As estradas que ligam o interior ao litoral foram comprometidas por deslizamentos e bloqueios, inviabilizando o transporte de cargas. Estima-se que, caso as restrições persistam por uma semana, mais de 1.000 contêineres possam ficar represados, o que representa cerca de 250 mil sacas de café. A Associação Nacional de Exportadores de Café (Asoexport) alerta que a situação pode levar à paralisação das operações de processamento e prejudicar a compra de café dos agricultores.

O impacto não se limita às áreas diretamente atingidas. Regiões como Huila, Tolima, Cauca e Nariño também enfrentam dificuldades para transportar a produção, mesmo com danos menores. Exportadores avaliam alternativas para desviar cargas para portos do Caribe, como Cartagena e Santa Marta, mas a falta de caminhões e os bloqueios em rotas alternativas dificultam a estratégia.

Além dos problemas logísticos, famílias produtoras em departamentos como Quindío, Risaralda e Valle del Cauca tiveram suas casas e propriedades danificadas. A Federação Nacional dos Cafeicultores da Colômbia iniciou levantamentos para dimensionar os prejuízos e garantir assistência técnica e apoio às comunidades afetadas.

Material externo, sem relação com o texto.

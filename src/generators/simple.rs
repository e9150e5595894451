use crate::core::component::TickComponent;
use crate::core::signal::{Level, SignalKind};

/// Divide-by-two clock: the output level inverts on every tick.
#[derive(Debug)]
pub struct SimpleClock {
    name: String,
    output: Level,
}

impl SimpleClock {
    pub fn new(name: impl Into<String>) -> Self {
        Self {
            name: name.into(),
            output: Level::new(),
        }
    }

    pub fn output(&self) -> bool {
        self.output.get()
    }
}

impl TickComponent for SimpleClock {
    fn name(&self) -> &str {
        &self.name
    }

    fn tick(&mut self) {
        self.output.toggle();
    }

    fn reset(&mut self) {
        self.output.clear();
    }

    fn signals(&self) -> Vec<(&'static str, SignalKind, bool)> {
        vec![("output", SignalKind::Level, self.output.get())]
    }
}
use std::cell::RefCell;
use std::rc::Rc;

use clockgen::{
    CountdownTimer, EngineError, GateGenerator, ParamSimpleClock, ParamTimerClock, PulseClock,
    SimpleClock, TickEngine, TraceRecorder, TwoPhaseClock,
};
use serde::{Deserialize, Serialize};

#[derive(Debug, Clone, Serialize, Deserialize)]
struct RunSummary {
    ticks: u64,
    components: usize,
    signals: usize,
}

fn main() -> Result<(), EngineError> {
    env_logger::init();

    let mut engine = TickEngine::new(Some(64));
    engine.register(Box::new(SimpleClock::new("simple")))?;
    engine.register(Box::new(PulseClock::new("pulse32")))?;
    engine.register(Box::new(GateGenerator::new("gate100")))?;
    engine.register(Box::new(ParamSimpleClock::<10>::new("div10")))?;
    engine.register(Box::new(ParamTimerClock::<CountdownTimer, 10>::with_countdown("timer10")))?;
    engine.register(Box::new(TwoPhaseClock::<16>::new("twophase16")))?;

    let recorder = Rc::new(RefCell::new(TraceRecorder::new()));
    engine.add_observer(Box::new(Rc::clone(&recorder)));

    let final_tick = engine.run_to_limit();

    let recorder = recorder.borrow();
    println!("waveforms over {} ticks ('#' high, '.' low):\n", final_tick);
    print!("{}", recorder.render_waveform());

    let snapshot = engine.sample();
    let summary = RunSummary {
        ticks: final_tick,
        components: engine.component_names().len(),
        signals: snapshot.samples.len(),
    };
    println!("\n{:?}", summary);

    Ok(())
}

No mercado internacional, os reflexos já são sentidos. As cotações do café arábica na Bolsa de Nova York registraram alta, impulsionadas pela preocupação com a oferta global, que já vinha sendo pressionada por estoques baixos e pelos efeitos do fenômeno El Niño. A normalização das exportações dependerá da recuperação das estradas e da retomada gradual das operações em Buenaventura.